2. Zeolite H-ZSM-5 con Acqua: Una struttura molto ordinata (un’impalcatura di alluminosilicato) con all’interno un numero variabile di molecole d’acqua. Abbiamo usato i dati con poche molecole d’acqua (1-3) per il fine-tuning e poi abbiamo testato il modello su casi con molte più molecole (8 e 16), che rappresentavano quindi strutture “out-of-domain” rispetto al fine-tuning.
* Sui dati di test simili a quelli di training (1-3 molecole d’acqua), entrambi i metodi davano errori bassissimi e anche l’incertezza era bassa, specialmente quella quantilica (la struttura ordinata della zeolite riduce la variabilità).
* MA… quando siamo passati ai casi con 8 e 16 molecole d’acqua, l’errore è schizzato in alto per entrambi i metodi. E qui abbiamo visto la differenza tra le incertezze:
* L’incertezza del readout ensemble è aumentata significativamente per i casi con 8 e 16 molecole. Questo è un segnale chiaro: il modello sta dicendo “Ehi, questa roba è diversa da quella su cui mi sono specializzato!”. Cattura bene l’uscita dal dominio di applicazione.
* L’incertezza della regressione quantilica è aumentata anch’essa, ma in modo più lineare con il numero di molecole d’acqua, suggerendo che riflette più la crescente complessità o dimensione del sistema piuttosto che un vero e proprio “fallimento” del modello nel generalizzare.
Cosa Abbiamo Imparato?
Insomma, questa esplorazione ci ha insegnato una lezione importante: non tutta l’incertezza è uguale! I due metodi che abbiamo testato, readout ensembling e regressione quantilica, catturano aspetti diversi e complementari dell’incertezza in questi potenti modelli NNP.
- Il Readout Ensembling è bravo a segnalarci quando stiamo uscendo dal seminato, quando presentiamo al modello una struttura che è mal descritta o troppo diversa da quelle viste durante l’addestramento (incertezza epistemica).
- La Regressione Quantilica è più sensibile alla variabilità intrinseca dei dati, alla complessità chimica o strutturale del sistema che stiamo simulando (incertezza aleatoria).
Entrambi i metodi sono relativamente economici da implementare su un foundation model pre-esistente, perché richiedono solo di riaddestrare una piccola parte della rete. E la cosa bella è che potrebbero essere usati insieme!

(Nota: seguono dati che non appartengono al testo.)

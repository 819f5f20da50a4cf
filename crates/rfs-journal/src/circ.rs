//! Circular queue offset arithmetic.
//!
//! The log occupies a linear byte range `[off, off + size)`; `head` and
//! `tail` are linear byte offsets into that range with one twist: the
//! value `0` is a sentinel. `head == tail == 0` means the queue is
//! empty, and a non-zero `head == tail` means it is completely full.
//! Consequently a valid non-empty offset is always in `[off, off + size)`
//! and never `0` (the reserved header blocks before `off` make `0`
//! unreachable for real data).
//!
//! Head only moves in `advance_head` (appending records) and tail only
//! in `advance_tail` (reclaiming space), which also maintain the
//! sentinel transitions.

/// Number of bytes used in a circular queue of `size` total bytes,
/// from `tail` to `head`.
#[must_use]
pub fn space_used(size: u64, head: u64, tail: u64) -> u64 {
    if tail == 0 {
        debug_assert_eq!(head, 0);
        return 0;
    }
    ((head + (size - 1) - tail) % size) + 1
}

/// Number of bytes free in a circular queue of `size` total bytes, in
/// which everything from `tail` to `head` is used.
#[must_use]
pub fn space_free(size: u64, head: u64, tail: u64) -> u64 {
    size - space_used(size, head, tail)
}

/// Byte offset `delta` bytes past `oldoff` in a circular queue of
/// `size` bytes starting at `off`.
///
/// An `oldoff` of `0` (the empty sentinel) is taken to be the queue
/// start for a non-zero `delta`.
#[must_use]
pub fn advance(size: u64, off: u64, oldoff: u64, delta: u64) -> u64 {
    debug_assert!(delta <= size);
    debug_assert!(oldoff == 0 || oldoff >= off);
    debug_assert!(oldoff < size + off);

    let newoff = if oldoff == 0 && delta != 0 {
        off + delta
    } else if oldoff + delta < size + off {
        oldoff + delta
    } else {
        (oldoff + delta) - size
    };

    debug_assert!(delta != 0 || newoff == oldoff);
    debug_assert!(delta == 0 || newoff != 0);
    debug_assert!(newoff == 0 || newoff >= off);
    debug_assert!(newoff < size + off);
    newoff
}

/// New `(head, tail)` after appending `delta` bytes at the head.
///
/// When the queue transitions from empty, the tail snaps to the queue
/// start.
#[must_use]
pub fn advance_head(size: u64, off: u64, delta: u64, head: u64, tail: u64) -> (u64, u64) {
    debug_assert!(delta <= space_free(size, head, tail));
    let head = advance(size, off, head, delta);
    let tail = if tail == 0 && head != 0 { off } else { tail };
    (head, tail)
}

/// New `(head, tail)` after reclaiming `delta` bytes at the tail.
///
/// When the tail catches up with the head the queue collapses to the
/// empty sentinel.
#[must_use]
pub fn advance_tail(size: u64, off: u64, delta: u64, head: u64, tail: u64) -> (u64, u64) {
    debug_assert!(delta <= space_used(size, head, tail));
    let tail = advance(size, off, tail, delta);
    if head == tail {
        (0, 0)
    } else {
        (head, tail)
    }
}

#[cfg(test)]
mod tests {
    use super::*;

    // Geometry used throughout: 8 blocks of 512 bytes, two reserved for
    // commit headers. Usable ring is 3072 bytes starting at offset 1024.
    const SIZE: u64 = 3072;
    const OFF: u64 = 1024;

    #[test]
    fn empty_queue_sentinel() {
        assert_eq!(space_used(SIZE, 0, 0), 0);
        assert_eq!(space_free(SIZE, 0, 0), SIZE);
    }

    #[test]
    fn full_queue_when_head_equals_nonzero_tail() {
        assert_eq!(space_used(SIZE, OFF + 512, OFF + 512), SIZE);
        assert_eq!(space_free(SIZE, OFF + 512, OFF + 512), 0);
    }

    #[test]
    fn used_plus_free_is_size() {
        // Identity holds for every head/tail placement, including the
        // sentinels.
        let mut placements = vec![(0, 0)];
        for head_block in 0..6 {
            for tail_block in 0..6 {
                placements.push((OFF + head_block * 512, OFF + tail_block * 512));
            }
        }
        for (head, tail) in placements {
            if tail == 0 && head != 0 {
                continue;
            }
            assert_eq!(
                space_used(SIZE, head, tail) + space_free(SIZE, head, tail),
                SIZE,
                "head={head} tail={tail}"
            );
        }
    }

    #[test]
    fn advance_from_empty_lands_past_queue_start() {
        assert_eq!(advance(SIZE, OFF, 0, 512), OFF + 512);
    }

    #[test]
    fn advance_wraps_to_queue_start() {
        // From the last block, advancing one block wraps to OFF.
        assert_eq!(advance(SIZE, OFF, OFF + SIZE - 512, 512), OFF);
        // Zero delta is the identity.
        assert_eq!(advance(SIZE, OFF, OFF + 512, 0), OFF + 512);
        // Advancing by the full size returns to the same offset.
        assert_eq!(advance(SIZE, OFF, OFF + 512, SIZE), OFF + 512);
    }

    #[test]
    fn advance_head_snaps_tail_from_sentinel() {
        let (head, tail) = advance_head(SIZE, OFF, 1024, 0, 0);
        assert_eq!(head, OFF + 1024);
        assert_eq!(tail, OFF);
        assert_eq!(space_used(SIZE, head, tail), 1024);
    }

    #[test]
    fn advance_tail_collapses_to_sentinel() {
        let (head, tail) = advance_head(SIZE, OFF, 1024, 0, 0);
        let (head, tail) = advance_tail(SIZE, OFF, 1024, head, tail);
        assert_eq!((head, tail), (0, 0));
        assert_eq!(space_used(SIZE, head, tail), 0);
    }

    #[test]
    fn eight_block_scenario() {
        // Walk the published example: 8 x 512B region, ring of 3072
        // bytes at offset 1024. Append three 512-byte records, reclaim
        // two, append four more (wrapping), then drain.
        let (mut head, mut tail) = (0_u64, 0_u64);

        (head, tail) = advance_head(SIZE, OFF, 3 * 512, head, tail);
        assert_eq!((head, tail), (OFF + 1536, OFF));
        assert_eq!(space_used(SIZE, head, tail), 1536);

        (head, tail) = advance_tail(SIZE, OFF, 2 * 512, head, tail);
        assert_eq!((head, tail), (OFF + 1536, OFF + 1024));
        assert_eq!(space_free(SIZE, head, tail), 2560);

        (head, tail) = advance_head(SIZE, OFF, 4 * 512, head, tail);
        // 1536 + 2048 = 3584 -> wraps past OFF + SIZE to OFF + 512.
        assert_eq!((head, tail), (OFF + 512, OFF + 1024));
        assert_eq!(space_used(SIZE, head, tail), 2560);

        (head, tail) = advance_tail(SIZE, OFF, 2560, head, tail);
        assert_eq!((head, tail), (0, 0));
    }

    #[test]
    fn fill_completely_then_drain() {
        let (head, tail) = advance_head(SIZE, OFF, 512, 0, 0);
        let (head, tail) = advance_head(SIZE, OFF, SIZE - 512, head, tail);
        // Full: head == tail != 0.
        assert_eq!(head, tail);
        assert_ne!(head, 0);
        assert_eq!(space_free(SIZE, head, tail), 0);

        let (head, tail) = advance_tail(SIZE, OFF, SIZE, head, tail);
        assert_eq!((head, tail), (0, 0));
    }
}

Immaginate un sistema che combina le due informazioni: se l’ensemble è incerto, sappiamo che il modello è in difficoltà; se la regressione quantilica dà un intervallo ampio, sappiamo che il sistema stesso è intrinsecamente variabile. Potremmo prendere il meglio dei due mondi per avere una stima dell’incertezza ancora più robusta e affidabile.

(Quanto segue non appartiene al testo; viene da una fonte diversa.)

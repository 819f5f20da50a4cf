//! Asynchronous write pump.
//!
//! The journal issues metadata and log-buffer writes asynchronously and
//! learns about their fate through a completion callback. This module
//! provides that seam: a `WritePump` accepts jobs and invokes each
//! job's completion exactly once, from the pump's context.
//!
//! # Design
//!
//! - `ThreadedPump` runs a single worker thread fed over an `mpsc`
//!   channel. Jobs complete in submission order per pump, which is all
//!   the journal relies on (completions for one flush may interleave
//!   with foreground work, but never reorder against each other).
//! - `InlinePump` performs the write on the submitting thread. Used in
//!   tests where deterministic completion is wanted.

use crate::ByteDevice;
use rfs_error::Result;
use std::sync::mpsc::{self, Sender};
use std::sync::Arc;
use std::thread::JoinHandle;

/// Completion callback for an asynchronous write.
pub type WriteCompletion = Box<dyn FnOnce(Result<()>) + Send + 'static>;

/// A single asynchronous write request.
pub struct WriteJob {
    pub dev: Arc<dyn ByteDevice>,
    pub offset: u64,
    pub data: Vec<u8>,
    pub done: WriteCompletion,
}

impl std::fmt::Debug for WriteJob {
    fn fmt(&self, f: &mut std::fmt::Formatter<'_>) -> std::fmt::Result {
        f.debug_struct("WriteJob")
            .field("offset", &self.offset)
            .field("len", &self.data.len())
            .finish()
    }
}

/// Sink for asynchronous writes with completion callbacks.
pub trait WritePump: Send + Sync {
    /// Queue `job`; its completion runs exactly once, after the write
    /// finishes or fails.
    fn submit(&self, job: WriteJob);
}

fn run_job(job: WriteJob) {
    let WriteJob {
        dev,
        offset,
        data,
        done,
    } = job;
    let result = dev.write_all_at(offset, &data);
    if let Err(error) = &result {
        tracing::warn!(
            target: "rwl::pump",
            offset,
            len = data.len(),
            %error,
            "async write failed"
        );
    }
    done(result);
}

enum PumpMsg {
    Job(WriteJob),
    Shutdown,
}

/// Worker-thread pump. Completions run on the worker thread.
pub struct ThreadedPump {
    tx: Sender<PumpMsg>,
    worker: Option<JoinHandle<()>>,
}

impl ThreadedPump {
    #[must_use]
    pub fn new() -> Self {
        let (tx, rx) = mpsc::channel();
        let worker = std::thread::Builder::new()
            .name("rwl-write-pump".to_owned())
            .spawn(move || {
                while let Ok(msg) = rx.recv() {
                    match msg {
                        PumpMsg::Job(job) => run_job(job),
                        PumpMsg::Shutdown => break,
                    }
                }
            })
            .expect("spawn write pump thread");
        Self {
            tx,
            worker: Some(worker),
        }
    }
}

impl Default for ThreadedPump {
    fn default() -> Self {
        Self::new()
    }
}

impl WritePump for ThreadedPump {
    fn submit(&self, job: WriteJob) {
        // A send failure means the worker is gone; run the job inline so
        // the completion still fires.
        if let Err(mpsc::SendError(PumpMsg::Job(job))) = self.tx.send(PumpMsg::Job(job)) {
            run_job(job);
        }
    }
}

impl Drop for ThreadedPump {
    fn drop(&mut self) {
        let _ = self.tx.send(PumpMsg::Shutdown);
        if let Some(worker) = self.worker.take() {
            let _ = worker.join();
        }
    }
}

/// Pump that performs each write on the submitting thread.
#[derive(Debug, Default)]
pub struct InlinePump;

impl WritePump for InlinePump {
    fn submit(&self, job: WriteJob) {
        run_job(job);
    }
}

#[cfg(test)]
mod tests {
    use super::*;
    use crate::{FaultDevice, MemByteDevice};
    use std::sync::mpsc::channel;

    #[test]
    fn threaded_pump_writes_and_completes() {
        let dev: Arc<dyn ByteDevice> = Arc::new(MemByteDevice::new(4096));
        let pump = ThreadedPump::new();
        let (tx, rx) = channel();

        pump.submit(WriteJob {
            dev: Arc::clone(&dev),
            offset: 128,
            data: vec![9_u8; 64],
            done: Box::new(move |res| tx.send(res.is_ok()).unwrap()),
        });

        assert!(rx.recv().expect("completion"));
        let mut buf = [0_u8; 64];
        dev.read_exact_at(128, &mut buf).expect("read back");
        assert_eq!(buf, [9_u8; 64]);
    }

    #[test]
    fn threaded_pump_completes_in_submission_order() {
        let dev: Arc<dyn ByteDevice> = Arc::new(MemByteDevice::new(4096));
        let pump = ThreadedPump::new();
        let (tx, rx) = channel();

        for i in 0_u8..8 {
            let tx = tx.clone();
            pump.submit(WriteJob {
                dev: Arc::clone(&dev),
                offset: u64::from(i) * 16,
                data: vec![i; 16],
                done: Box::new(move |_| tx.send(i).unwrap()),
            });
        }

        let order: Vec<u8> = (0..8).map(|_| rx.recv().unwrap()).collect();
        assert_eq!(order, (0..8).collect::<Vec<u8>>());
    }

    #[test]
    fn inline_pump_reports_failures() {
        let fault = FaultDevice::new(MemByteDevice::new(4096));
        fault.fail_after_writes(0);
        let dev: Arc<dyn ByteDevice> = Arc::new(fault);
        let (tx, rx) = channel();

        InlinePump.submit(WriteJob {
            dev,
            offset: 0,
            data: vec![1_u8; 16],
            done: Box::new(move |res| tx.send(res.is_err()).unwrap()),
        });

        assert!(rx.recv().expect("completion"));
    }
}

Il cammino per rendere le simulazioni atomistiche basate su IA completamente affidabili è ancora lungo, ma poter quantificare l’incertezza è un passo fondamentale. Ci permette di usare questi strumenti potentissimi con maggiore consapevolezza, sapendo quando possiamo fidarci ciecamente e quando invece è meglio procedere con cautela. E questo apre porte incredibili per la scoperta di nuovi materiali e la comprensione dei processi chimici!